Bland necrosis is a necrotic tumor focus with little or no associated inflammation, surrounded by
viable tissue. Nuclear fragments are present focally. Distant metastases occur uncommonly, but may be
the first clinical indication of tumor spread. Other nonspecific features may assist in distinguishing
the two entities. Neither zonation nor parallel blood vessels distributed perpendicular to the pleural
surface are features of desmoplastic pattern sarcomatous DMM.

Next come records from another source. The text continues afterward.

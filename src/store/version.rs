//! Store version compatibility gate.
//!
//! The beads database records the version of the tool that last migrated it
//! under `metadata.bd_version`. Claiming against a store older than
//! [`MIN_COMPATIBLE_VERSION`] is refused.

use std::fmt;

use crate::error::{Error, Result};

/// Oldest store layout the claim algorithm understands.
pub const MIN_COMPATIBLE_VERSION: &str = "0.20.0";

/// Metadata key holding the store version.
pub const VERSION_KEY: &str = "bd_version";

/// A `major.minor.patch` triple, ordered lexicographically.
#[derive(Debug, Clone, Copy, PartialEq, Eq, PartialOrd, Ord, Hash)]
pub struct StoreVersion {
    pub major: u64,
    pub minor: u64,
    pub patch: u64,
}

impl StoreVersion {
    pub const fn new(major: u64, minor: u64, patch: u64) -> Self {
        Self {
            major,
            minor,
            patch,
        }
    }

    /// Lenient parse: optional leading `v`, missing components are 0, and
    /// each component uses its leading digits (`2-beta` reads as 2).
    pub fn parse(raw: &str) -> Self {
        let raw = raw.trim();
        let raw = raw.strip_prefix('v').unwrap_or(raw);
        let mut parts = raw.split('.').map(leading_number);
        Self {
            major: parts.next().unwrap_or(0),
            minor: parts.next().unwrap_or(0),
            patch: parts.next().unwrap_or(0),
        }
    }
}

impl fmt::Display for StoreVersion {
    fn fmt(&self, f: &mut fmt::Formatter<'_>) -> fmt::Result {
        write!(f, "{}.{}.{}", self.major, self.minor, self.patch)
    }
}

fn leading_number(part: &str) -> u64 {
    let end = part
        .find(|c: char| !c.is_ascii_digit())
        .unwrap_or(part.len());
    part[..end].parse().unwrap_or(0)
}

/// `found >= minimum`, compared as version triples.
pub fn is_compatible(found: &str, minimum: &str) -> bool {
    StoreVersion::parse(found) >= StoreVersion::parse(minimum)
}

/// Gate a stored marker. A missing or blank marker is treated as a legacy
/// store and accepted.
pub fn check(found: Option<&str>, minimum: &str) -> Result<()> {
    match found.map(str::trim).filter(|v| !v.is_empty()) {
        Some(found) if !is_compatible(found, minimum) => Err(Error::SchemaIncompatible {
            found: found.to_string(),
            minimum: minimum.to_string(),
        }),
        _ => Ok(()),
    }
}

In order to best assure proper diagnosis, extensive sampling may be required. Core biopsies typically
are inadequate, and small open biopsies may not be representative of the entire disease process. Wide
sampling is generally required. The distinction between fibrous pleuritis and desmoplastic pattern
sarcomatous DMM is a critical one because of their markedly different prognoses. Diagnosis should be
conservative in order to avoid a false-positive DMM diagnosis with its attendant dismal prognosis.
In summary, chronic fibrous pleuritis occurs from a variety of causes. Clinical history may be
helpful. Distinction from desmoplastic pattern sarcomatous DMM is necessary because of their very
different prognoses. Immunohistochemistry is of limited usefulness in making that distinction. Wide
sampling and conservative diagnosis based on specific diagnostic criteria for the diagnosis of
desmoplastic pattern sarcomatous DMM are required.